Friday, August 29, 2025

8/28/25 - Triangle

The cones and rods are seeing the same colors they always have, just in different places. This particular spot likes to throw the rainbow at me, it's a nice refreshment for the eyes.
You know they've moved me around like 4 times this week? This facility is fucking beautiful. Why don't they let me work here?
Because then it'd get to my head. Those bastards, they’re so slick! These Detroiters, they aren't Americans. They couldn't be. They’re French. They smell like it. So what does it say about me that I really like Macy's cologne? I'm a whore.

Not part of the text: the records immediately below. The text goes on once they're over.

#![allow(dead_code)]

use agenda_core::{
    civil::Moment,
    models::{
        contract::{Contract, ContractStatus, ScheduleRule},
        template::{AvailabilityTemplate, TimeRange},
    },
    services::templates,
    store::{AgendaStore, MemoryStore},
};
use chrono::{NaiveDate, NaiveTime, TimeZone, Utc};
use uuid::Uuid;

pub fn t(hour: u32, minute: u32) -> NaiveTime {
    NaiveTime::from_hms_opt(hour, minute, 0).unwrap()
}

pub fn d(year: i32, month: u32, day: u32) -> NaiveDate {
    NaiveDate::from_ymd_opt(year, month, day).unwrap()
}

/// Sunday 2025-06-01, noon. Tomorrow is Monday 2025-06-02.
pub fn sunday_noon() -> Moment {
    Moment::at(Utc.with_ymd_and_hms(2025, 6, 1, 12, 0, 0).unwrap(), &Utc)
}

pub const MONDAY: u8 = 1;
pub const WEDNESDAY: u8 = 3;

/// 09:00-17:00, 50-minute sessions, 10-minute buffer, lunch 12:00-13:00.
pub fn workday(weekday: u8) -> AvailabilityTemplate {
    AvailabilityTemplate {
        weekday,
        enabled: true,
        window: Some(TimeRange::new(t(9, 0), t(17, 0))),
        session_minutes: 50,
        buffer_minutes: 10,
        lunch: Some(TimeRange::new(t(12, 0), t(13, 0))),
    }
}

pub fn contract(professional_id: Uuid, status: ContractStatus) -> Contract {
    Contract {
        id: Uuid::new_v4(),
        professional_id,
        patient_id: Uuid::new_v4(),
        status,
        start_date: d(2025, 6, 2),
        end_date: None,
        num_appointments: None,
        schedule_rules: vec![
            ScheduleRule { weekday: MONDAY, time: t(9, 0) },
            ScheduleRule { weekday: WEDNESDAY, time: t(9, 0) },
        ],
    }
}

pub struct Fixture {
    pub store: MemoryStore,
    pub professional_id: Uuid,
    pub contract: Contract,
}

/// Store with Monday to Friday working days and one signed contract.
pub async fn fixture() -> Fixture {
    let store = MemoryStore::new();
    let professional_id = Uuid::new_v4();
    templates::put_week(&store, professional_id, (1..=5).map(workday).collect())
        .await
        .unwrap();
    let contract = store
        .upsert_contract(&contract(professional_id, ContractStatus::Signed))
        .await
        .unwrap();
    Fixture {
        store,
        professional_id,
        contract,
    }
}
use chrono::{NaiveDate, NaiveTime};
use serde::{Deserialize, Serialize};
use uuid::Uuid;

use crate::civil::hhmm;

#[derive(Debug, Clone, PartialEq, Eq, Serialize, Deserialize)]
pub struct PatientContact {
    pub patient_id: Uuid,
    pub phone: Option<String>,
}

impl PatientContact {
    /// Trimmed phone number, if there is one to send to.
    pub fn reachable_phone(&self) -> Option<&str> {
        self.phone
            .as_deref()
            .map(str::trim)
            .filter(|phone| !phone.is_empty())
    }
}

#[derive(Debug, Clone, Serialize, Deserialize)]
pub struct UpsertContactRequest {
    pub phone: Option<String>,
}

/// One reminder handed to the notification collaborator.
#[derive(Debug, Clone, PartialEq, Eq, Serialize, Deserialize)]
pub struct ReminderRequest {
    pub appointment_id: Uuid,
    pub professional_id: Uuid,
    pub patient_id: Uuid,
    pub phone: String,
    pub date: NaiveDate,
    #[serde(with = "hhmm")]
    pub start: NaiveTime,
    /// Token for the confirm/reschedule link, when one could be issued.
    pub reschedule_token: Option<String>,
}

#[derive(Debug, Clone, Default, Serialize, Deserialize)]
pub struct DispatchRequest {
    #[serde(default)]
    pub as_of: Option<NaiveDate>,
    #[serde(default)]
    pub professional_id: Option<Uuid>,
}

#[derive(Debug, Clone, Copy, Default, PartialEq, Eq, Serialize, Deserialize)]
pub struct DispatchSummary {
    pub sent: u32,
    pub skipped: u32,
}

Every time I get off work, I remember that I'm single now (I know) so I actually have to find stuff to do again.
And hence this album is goin' smooth.
The feeling behind it is really shameful, real disgusting. It's so fun, right? I think I'm enjoying myself just a little too much. Is there another downswing on the way? It was rough for a minute, but I'm doing good now, y'know? We're still tight, a real friend is irreplaceable, but it's something weird about the citizens of the pink triangle. They're always hanging around, its never a total split. Everybody knows everybody.
I do hope that I am a welcoming sort of lady, right? That I'm moving towards the right stuff? My coworkers are such an easy crowd to riff with, they think im the funniest bitch alive. I haven't even told a joke yet.

I do have to admit though, dear readers. It came back a little. The illness, it's starting to work it way through again. I remember I put my sunglasses when I was starting to develop early symptoms. Sometimes I think it mighta made 'em uncomfortable, but I'm starting to lighten up.